* Try it: Using the listing below, say how many of its lines hold "sent". Offer nothing beyond the number.

* Input for this task:
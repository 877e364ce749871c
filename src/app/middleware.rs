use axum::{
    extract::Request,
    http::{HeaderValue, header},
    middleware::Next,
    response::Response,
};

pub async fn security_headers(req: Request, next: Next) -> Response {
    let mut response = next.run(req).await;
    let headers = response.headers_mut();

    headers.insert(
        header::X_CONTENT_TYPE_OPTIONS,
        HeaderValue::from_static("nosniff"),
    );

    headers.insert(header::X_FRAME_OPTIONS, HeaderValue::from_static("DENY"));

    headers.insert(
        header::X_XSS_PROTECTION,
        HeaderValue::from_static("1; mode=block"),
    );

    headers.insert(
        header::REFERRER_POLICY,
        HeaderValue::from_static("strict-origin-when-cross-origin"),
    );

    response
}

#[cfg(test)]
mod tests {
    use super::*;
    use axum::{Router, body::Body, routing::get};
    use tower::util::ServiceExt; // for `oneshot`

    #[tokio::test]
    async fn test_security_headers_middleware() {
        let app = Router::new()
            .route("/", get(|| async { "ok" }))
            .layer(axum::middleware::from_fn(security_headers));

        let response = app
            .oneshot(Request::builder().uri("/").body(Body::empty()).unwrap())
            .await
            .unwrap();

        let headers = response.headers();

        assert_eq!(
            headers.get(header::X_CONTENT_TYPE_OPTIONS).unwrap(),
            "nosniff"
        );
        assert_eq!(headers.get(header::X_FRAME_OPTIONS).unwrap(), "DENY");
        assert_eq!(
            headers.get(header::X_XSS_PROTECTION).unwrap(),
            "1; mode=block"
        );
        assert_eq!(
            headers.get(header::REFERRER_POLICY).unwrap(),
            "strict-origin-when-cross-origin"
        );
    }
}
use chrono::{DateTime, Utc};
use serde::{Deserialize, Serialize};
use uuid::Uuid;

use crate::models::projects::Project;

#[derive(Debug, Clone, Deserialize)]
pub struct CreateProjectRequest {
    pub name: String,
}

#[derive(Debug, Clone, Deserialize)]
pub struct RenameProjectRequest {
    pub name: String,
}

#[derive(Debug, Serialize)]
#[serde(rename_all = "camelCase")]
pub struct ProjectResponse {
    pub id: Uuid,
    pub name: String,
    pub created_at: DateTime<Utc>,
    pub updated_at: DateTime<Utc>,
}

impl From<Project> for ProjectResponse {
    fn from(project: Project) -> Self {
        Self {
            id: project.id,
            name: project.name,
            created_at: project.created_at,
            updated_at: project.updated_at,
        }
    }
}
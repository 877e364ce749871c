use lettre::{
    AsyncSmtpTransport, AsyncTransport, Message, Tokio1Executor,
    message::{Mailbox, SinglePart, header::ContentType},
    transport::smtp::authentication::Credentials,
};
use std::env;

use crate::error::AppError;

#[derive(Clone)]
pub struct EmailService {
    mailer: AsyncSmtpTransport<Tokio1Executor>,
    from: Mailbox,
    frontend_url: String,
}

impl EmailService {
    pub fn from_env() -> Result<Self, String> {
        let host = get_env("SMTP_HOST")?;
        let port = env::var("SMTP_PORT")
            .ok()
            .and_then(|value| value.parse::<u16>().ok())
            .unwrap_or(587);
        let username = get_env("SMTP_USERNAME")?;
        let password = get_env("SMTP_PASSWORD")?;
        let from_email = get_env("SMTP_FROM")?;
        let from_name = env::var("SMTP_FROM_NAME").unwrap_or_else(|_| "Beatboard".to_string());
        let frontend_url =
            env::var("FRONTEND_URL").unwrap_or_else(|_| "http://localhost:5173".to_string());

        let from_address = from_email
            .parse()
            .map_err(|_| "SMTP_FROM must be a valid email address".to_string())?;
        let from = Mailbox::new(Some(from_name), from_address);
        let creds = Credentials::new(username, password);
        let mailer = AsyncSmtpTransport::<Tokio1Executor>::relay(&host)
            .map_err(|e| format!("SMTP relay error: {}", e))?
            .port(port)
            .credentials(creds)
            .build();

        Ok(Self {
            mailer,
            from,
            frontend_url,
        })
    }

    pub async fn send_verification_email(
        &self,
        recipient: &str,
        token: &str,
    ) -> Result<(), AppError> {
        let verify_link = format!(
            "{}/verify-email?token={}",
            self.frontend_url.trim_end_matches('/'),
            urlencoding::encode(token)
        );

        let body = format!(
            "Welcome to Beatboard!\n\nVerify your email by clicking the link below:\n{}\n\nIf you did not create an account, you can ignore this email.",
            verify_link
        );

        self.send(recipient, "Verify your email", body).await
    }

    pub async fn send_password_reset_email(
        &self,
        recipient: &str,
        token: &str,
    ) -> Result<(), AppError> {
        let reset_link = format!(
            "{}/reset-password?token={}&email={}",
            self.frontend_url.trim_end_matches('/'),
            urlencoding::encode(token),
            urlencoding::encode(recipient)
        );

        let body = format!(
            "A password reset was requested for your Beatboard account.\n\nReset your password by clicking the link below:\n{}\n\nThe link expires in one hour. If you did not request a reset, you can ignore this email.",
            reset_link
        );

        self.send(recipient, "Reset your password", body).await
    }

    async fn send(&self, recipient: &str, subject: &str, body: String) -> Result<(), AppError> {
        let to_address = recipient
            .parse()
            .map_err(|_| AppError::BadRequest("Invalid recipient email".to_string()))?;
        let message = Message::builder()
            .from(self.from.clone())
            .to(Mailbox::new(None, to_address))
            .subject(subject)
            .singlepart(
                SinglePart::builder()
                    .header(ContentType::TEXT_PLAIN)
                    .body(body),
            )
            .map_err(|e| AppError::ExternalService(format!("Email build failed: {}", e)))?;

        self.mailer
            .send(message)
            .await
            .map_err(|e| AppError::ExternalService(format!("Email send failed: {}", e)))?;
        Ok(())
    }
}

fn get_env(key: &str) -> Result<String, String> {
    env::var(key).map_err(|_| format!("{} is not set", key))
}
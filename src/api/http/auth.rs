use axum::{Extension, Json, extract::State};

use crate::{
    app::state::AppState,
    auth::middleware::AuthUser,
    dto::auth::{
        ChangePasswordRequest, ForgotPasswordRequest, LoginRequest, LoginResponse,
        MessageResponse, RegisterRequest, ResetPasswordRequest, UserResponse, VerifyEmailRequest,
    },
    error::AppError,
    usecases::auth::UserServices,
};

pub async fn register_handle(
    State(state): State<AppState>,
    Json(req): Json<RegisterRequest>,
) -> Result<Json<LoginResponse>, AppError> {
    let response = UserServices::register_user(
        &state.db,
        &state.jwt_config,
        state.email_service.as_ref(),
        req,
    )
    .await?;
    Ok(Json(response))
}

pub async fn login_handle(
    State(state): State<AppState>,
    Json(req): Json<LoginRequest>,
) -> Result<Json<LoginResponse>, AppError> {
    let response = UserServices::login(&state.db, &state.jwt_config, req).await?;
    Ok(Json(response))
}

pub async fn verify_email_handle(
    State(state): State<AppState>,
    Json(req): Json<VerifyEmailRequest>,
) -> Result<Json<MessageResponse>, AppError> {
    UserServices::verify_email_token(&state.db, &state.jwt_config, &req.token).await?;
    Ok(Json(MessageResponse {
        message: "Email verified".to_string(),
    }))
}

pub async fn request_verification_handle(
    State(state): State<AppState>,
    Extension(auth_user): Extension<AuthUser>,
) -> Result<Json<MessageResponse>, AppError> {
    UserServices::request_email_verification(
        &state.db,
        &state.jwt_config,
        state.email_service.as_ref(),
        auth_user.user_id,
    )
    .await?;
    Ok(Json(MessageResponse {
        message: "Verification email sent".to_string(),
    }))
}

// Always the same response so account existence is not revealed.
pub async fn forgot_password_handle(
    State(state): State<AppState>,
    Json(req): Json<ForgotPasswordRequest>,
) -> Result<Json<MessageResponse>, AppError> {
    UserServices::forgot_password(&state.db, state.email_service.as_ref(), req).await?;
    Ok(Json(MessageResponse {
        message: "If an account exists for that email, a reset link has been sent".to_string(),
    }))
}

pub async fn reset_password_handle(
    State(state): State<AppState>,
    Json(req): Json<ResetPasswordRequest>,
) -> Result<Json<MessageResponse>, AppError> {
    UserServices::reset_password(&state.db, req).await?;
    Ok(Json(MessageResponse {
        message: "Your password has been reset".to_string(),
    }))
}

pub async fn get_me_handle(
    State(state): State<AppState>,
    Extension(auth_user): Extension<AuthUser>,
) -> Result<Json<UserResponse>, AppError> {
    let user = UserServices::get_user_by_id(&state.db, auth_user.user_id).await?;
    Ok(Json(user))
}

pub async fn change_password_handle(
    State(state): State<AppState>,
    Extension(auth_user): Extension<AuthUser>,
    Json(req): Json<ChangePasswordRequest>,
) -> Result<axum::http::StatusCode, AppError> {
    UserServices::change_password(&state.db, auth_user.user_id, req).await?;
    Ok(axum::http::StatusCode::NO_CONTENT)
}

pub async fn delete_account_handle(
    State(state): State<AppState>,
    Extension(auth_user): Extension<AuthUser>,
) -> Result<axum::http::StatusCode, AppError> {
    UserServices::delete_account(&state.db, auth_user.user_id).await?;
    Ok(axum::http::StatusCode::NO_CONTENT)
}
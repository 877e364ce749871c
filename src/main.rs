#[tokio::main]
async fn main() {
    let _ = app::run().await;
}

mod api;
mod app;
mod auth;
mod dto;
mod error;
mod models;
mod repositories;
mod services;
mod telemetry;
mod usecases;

* Exercise solution: 2